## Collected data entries
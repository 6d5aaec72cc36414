//! Budgets module - spending limits over a date window.

mod budgets_model;
mod budgets_service;
mod budgets_traits;


pub use budgets_model::{Budget, BudgetInput, BudgetPeriod, BudgetWithUsage, NewBudget};
pub use budgets_service::BudgetService;
pub use budgets_traits::{BudgetRepositoryTrait, BudgetServiceTrait};
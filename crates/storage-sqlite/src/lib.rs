//! SQLite storage implementation for Fintrack.
//!
//! This crate provides all database-related functionality using Diesel ORM with SQLite.
//! It implements the repository traits defined in `fintrack-core` and contains:
//! - Database connection pooling and management
//! - Diesel migrations
//! - Repository implementations for all domain entities
//! - Database-specific model types (with Diesel derives)
//!
//! Reads go through the r2d2 pool; every write is funnelled through the
//! single writer actor (see [`db::WriteHandle`]).

pub mod db;
pub mod errors;
pub mod schema;

// Repository implementations
pub mod budgets;
pub mod categories;
pub mod goals;
pub mod transactions;
pub mod users;

#[cfg(test)]
pub(crate) mod testing;

// Re-export database utilities
pub use db::{
    create_pool, get_connection, init, open, run_migrations, spawn_writer, DbConnection, DbPool,
    WriteHandle,
};

// Re-export storage errors and conversion helpers
pub use errors::{IntoCore, StorageError};

pub use budgets::BudgetRepository;
pub use categories::CategoryRepository;
pub use goals::GoalRepository;
pub use transactions::TransactionRepository;
pub use users::UserRepository;

// Re-export from fintrack-core for convenience
pub use fintrack_core::errors::{DatabaseError, Error, Result};
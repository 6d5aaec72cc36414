//! Chat relay service.

use log::{error, info};
use std::sync::Arc;

use crate::client::CompletionClient;
use crate::error::AiError;
use crate::types::{ChatMessage, ChatReply, CompletionSettings};

/// Relays conversations to the completion client and folds every failure
/// into a `ChatReply` with `success: false`.
pub struct ChatService {
    client: Arc<dyn CompletionClient>,
    settings: CompletionSettings,
}

pub fn advice_prompt(context: &str) -> String {
    format!(
        "You are a knowledgeable and friendly financial advisor. \
         Provide clear, concise, and actionable financial advice based on this context:\n\
         {context}\n\n\
         Keep the response professional but approachable, and limit it to 3-5 key points."
    )
}

impl ChatService {
    pub fn new(client: Arc<dyn CompletionClient>, settings: CompletionSettings) -> Self {
        Self { client, settings }
    }

    pub fn settings(&self) -> &CompletionSettings {
        &self.settings
    }

    pub async fn chat(&self, messages: &[ChatMessage]) -> ChatReply {
        if messages.is_empty() {
            return ChatReply::failed(
                AiError::invalid_input("Messages array is required and cannot be empty")
                    .to_string(),
            );
        }

        match self.client.complete(messages, &self.settings).await {
            Ok(content) => {
                info!("AI reply received ({} chars)", content.len());
                ChatReply::ok(content)
            }
            Err(err) => {
                error!("AI chat failed [{}]: {}", err.code(), err);
                ChatReply::failed(err.to_string())
            }
        }
    }

    pub async fn advice(&self, context: &str) -> ChatReply {
        let context = context.trim();
        if context.is_empty() {
            return ChatReply::failed("Context is required and must be a string");
        }
        self.chat(&[ChatMessage::user(advice_prompt(context))]).await
    }
}
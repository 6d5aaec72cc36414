use super::DbPool;
use crate::errors::StorageError;
use diesel::SqliteConnection;
use fintrack_core::errors::{DatabaseError, Error, Result};
use log::error;
use std::any::Any;
use tokio::sync::{mpsc, oneshot};

// A job receives the writer's connection and returns a core Result.
type Job<T> = Box<dyn FnOnce(&mut SqliteConnection) -> Result<T> + Send + 'static>;

type BoxedAny = Box<dyn Any + Send + 'static>;

/// Handle for sending jobs to the writer actor.
#[derive(Clone)]
pub struct WriteHandle {
    tx: mpsc::Sender<(Job<BoxedAny>, oneshot::Sender<Result<BoxedAny>>)>,
}

fn writer_gone() -> Error {
    Error::Database(DatabaseError::Internal(
        "database writer is not running".to_string(),
    ))
}

impl WriteHandle {
    /// Executes a database job on the writer actor's dedicated connection.
    ///
    /// The job runs inside an IMMEDIATE transaction; returning an error rolls
    /// it back and hands the error to the caller unchanged.
    pub async fn exec<F, T>(&self, job: F) -> Result<T>
    where
        F: FnOnce(&mut SqliteConnection) -> Result<T> + Send + 'static,
        T: Send + 'static + Any,
    {
        let (ret_tx, ret_rx) = oneshot::channel();

        self.tx
            .send((
                Box::new(move |c| job(c).map(|v| Box::new(v) as BoxedAny)),
                ret_tx,
            ))
            .await
            .map_err(|_| writer_gone())?;

        let boxed = ret_rx.await.map_err(|_| writer_gone())??;
        boxed.downcast::<T>().map(|v| *v).map_err(|_| {
            Error::Unexpected("writer returned a value of an unexpected type".to_string())
        })
    }
}

/// Spawns a background Tokio task that acts as the single writer to the
/// database. It owns one pooled connection and processes jobs serially.
pub fn spawn_writer(pool: DbPool) -> WriteHandle {
    let (tx, mut rx) = mpsc::channel::<(Job<BoxedAny>, oneshot::Sender<Result<BoxedAny>>)>(1024);

    tokio::spawn(async move {
        let mut conn = match pool.get() {
            Ok(conn) => conn,
            Err(e) => {
                error!("Writer could not acquire a database connection: {}", e);
                // Dropping `rx` makes every pending and future `exec` fail.
                return;
            }
        };

        while let Some((job, reply_tx)) = rx.recv().await {
            let result: Result<BoxedAny> = conn
                .immediate_transaction::<_, StorageError, _>(|c| job(c).map_err(StorageError::from))
                .map_err(Error::from);

            // The requester may have gone away (timeout or cancellation).
            let _ = reply_tx.send(result);
        }
    });

    WriteHandle { tx }
}
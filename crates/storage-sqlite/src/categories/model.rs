//! Database models for categories.

use chrono::NaiveDateTime;
use diesel::prelude::*;
use log::warn;

use fintrack_core::categories::Category;
use fintrack_core::transactions::TransactionType;

#[derive(Queryable, Identifiable, Selectable, Insertable, PartialEq, Debug, Clone)]
#[diesel(table_name = crate::schema::categories)]
#[diesel(check_for_backend(diesel::sqlite::Sqlite))]
pub struct CategoryDB {
    pub id: String,
    pub user_id: String,
    pub name: String,
    pub color: String,
    pub icon: Option<String>,
    pub category_type: String,
    pub created_at: NaiveDateTime,
    pub updated_at: NaiveDateTime,
}

/// Parses a stored type marker. The column carries a CHECK constraint, so an
/// unknown value only appears if the file was edited by hand.
pub(crate) fn parse_type(raw: &str) -> TransactionType {
    raw.parse().unwrap_or_else(|_| {
        warn!("Unknown transaction type '{}' in database, treating as EXPENSE", raw);
        TransactionType::Expense
    })
}

impl From<CategoryDB> for Category {
    fn from(db: CategoryDB) -> Self {
        Category {
            category_type: parse_type(&db.category_type),
            id: db.id,
            user_id: db.user_id,
            name: db.name,
            color: db.color,
            icon: db.icon,
            created_at: db.created_at,
            updated_at: db.updated_at,
        }
    }
}
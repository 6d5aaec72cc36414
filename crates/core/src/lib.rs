//! Fintrack Core - Domain entities, services, and traits.
//!
//! This crate contains the business logic for Fintrack.
//! It is database-agnostic and defines traits that are implemented
//! by the `storage-sqlite` crate.

pub mod budgets;
pub mod categories;
pub mod constants;
pub mod dashboard;
pub mod errors;
pub mod goals;
pub mod transactions;
pub mod users;
pub mod utils;

#[cfg(test)]
pub(crate) mod test_support;

// Re-export error types
pub use errors::Error;
pub use errors::Result;
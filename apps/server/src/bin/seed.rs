use fintrack_core::utils::today_local;
use fintrack_server::{build_state, config::Config, init_tracing, seed};

#[tokio::main]
async fn main() -> anyhow::Result<()> {
    let config = Config::from_env()?;
    init_tracing();
    let state = build_state(&config).await?;
    let summary = seed::seed_demo_data(&state, today_local()).await?;
    tracing::info!(
        "Created {} categories, {} transactions and {} budgets. Log in as {} / {}",
        summary.categories,
        summary.transactions,
        summary.budgets,
        seed::DEMO_EMAIL,
        seed::DEMO_PASSWORD
    );
    Ok(())
}
use async_trait::async_trait;

use crate::categories::categories_model::{Category, CategoryInput, NewCategory};
use crate::errors::Result;

/// Trait for category repository operations
#[async_trait]
pub trait CategoryRepositoryTrait: Send + Sync {
    /// Categories of the user ordered by name.
    fn list_for_user(&self, user_id: &str) -> Result<Vec<Category>>;
    fn get_for_user(&self, user_id: &str, id: &str) -> Result<Option<Category>>;
    /// Fails with a unique violation when the user already has a category
    /// with the same name.
    async fn insert(&self, new_category: NewCategory) -> Result<Category>;
    async fn delete_for_user(&self, user_id: &str, id: &str) -> Result<usize>;
}

/// Trait for category service operations
#[async_trait]
pub trait CategoryServiceTrait: Send + Sync {
    fn list_categories(&self, user_id: &str) -> Result<Vec<Category>>;
    async fn create_category(&self, user_id: &str, input: CategoryInput) -> Result<Category>;
    async fn delete_category(&self, user_id: &str, id: &str) -> Result<()>;
}
mod common;

use axum::http::StatusCode;
use common::{today, TestApp};
use serde_json::json;

#[tokio::test]
async fn created_transaction_is_listed_newest_first() {
    let app = TestApp::new().await;
    let token = app.register("Ada", "ada@example.com", "secret1").await;
    let food = app.category(&token, "Food", "EXPENSE").await;

    let (status, older) = app
        .post(
            "/api/transactions",
            &token,
            json!({
                "amount": "12.25",
                "type": "EXPENSE",
                "description": "Lunch",
                "date": "2024-01-15",
                "categoryId": food,
            }),
        )
        .await;
    assert_eq!(status, StatusCode::OK, "{older}");
    assert_eq!(older["amount"], 12.25);
    assert_eq!(older["type"], "EXPENSE");
    assert_eq!(older["category"]["name"], "Food");

    let (status, newer) = app
        .post(
            "/api/transactions",
            &token,
            json!({
                "amount": 40,
                "type": "EXPENSE",
                "description": "Groceries",
                "date": today(),
                "categoryId": food,
            }),
        )
        .await;
    assert_eq!(status, StatusCode::OK);

    let (status, list) = app.get("/api/transactions", &token).await;
    assert_eq!(status, StatusCode::OK);
    let list = list.as_array().unwrap();
    assert_eq!(list.len(), 2);
    assert_eq!(list[0]["id"], newer["id"]);
    assert_eq!(list[1]["id"], older["id"]);
    assert_eq!(list[1]["category"]["color"], "#F59E0B");
}

#[tokio::test]
async fn create_rejects_bad_input() {
    let app = TestApp::new().await;
    let token = app.register("Ada", "ada@example.com", "secret1").await;
    let other = app.register("Bob", "bob@example.com", "secret1").await;
    let food = app.category(&token, "Food", "EXPENSE").await;
    let bobs = app.category(&other, "Rent", "EXPENSE").await;

    let base = json!({
        "amount": 10,
        "type": "EXPENSE",
        "description": "Snack",
        "date": today(),
        "categoryId": food,
    });

    let mut missing = base.clone();
    missing.as_object_mut().unwrap().remove("description");
    let (status, body) = app.post("/api/transactions", &token, missing).await;
    assert_eq!(status, StatusCode::BAD_REQUEST);
    assert_eq!(body["message"], "All fields are required");

    let mut foreign = base.clone();
    foreign["categoryId"] = json!(bobs);
    let (status, body) = app.post("/api/transactions", &token, foreign).await;
    assert_eq!(status, StatusCode::BAD_REQUEST);
    assert_eq!(body["message"], "Invalid category");

    let mut negative = base.clone();
    negative["amount"] = json!(-5);
    let (status, _) = app.post("/api/transactions", &token, negative).await;
    assert_eq!(status, StatusCode::BAD_REQUEST);

    let (_, list) = app.get("/api/transactions", &token).await;
    assert!(list.as_array().unwrap().is_empty());
}

#[tokio::test]
async fn delete_is_owner_scoped() {
    let app = TestApp::new().await;
    let ada = app.register("Ada", "ada@example.com", "secret1").await;
    let bob = app.register("Bob", "bob@example.com", "secret1").await;
    let food = app.category(&ada, "Food", "EXPENSE").await;

    let (_, tx) = app
        .post(
            "/api/transactions",
            &ada,
            json!({
                "amount": 9.99,
                "type": "EXPENSE",
                "description": "Coffee",
                "date": today(),
                "categoryId": food,
            }),
        )
        .await;
    let uri = format!("/api/transactions/{}", tx["id"].as_str().unwrap());

    let (status, body) = app.delete(&uri, &bob).await;
    assert_eq!(status, StatusCode::NOT_FOUND);
    assert_eq!(body["message"], "Transaction not found");
    let (_, list) = app.get("/api/transactions", &ada).await;
    assert_eq!(list.as_array().unwrap().len(), 1);

    let (status, body) = app.delete(&uri, &ada).await;
    assert_eq!(status, StatusCode::OK);
    assert_eq!(body["message"], "Transaction deleted");
    let (_, list) = app.get("/api/transactions", &ada).await;
    assert!(list.as_array().unwrap().is_empty());
}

## GOAL OF THE EXERCISE
In the records above, find the lines containing "jobs" and copy them.

## SOLUTION
/// Handle for sending jobs to the writer actor.
/// database. It owns one pooled connection and processes jobs serially.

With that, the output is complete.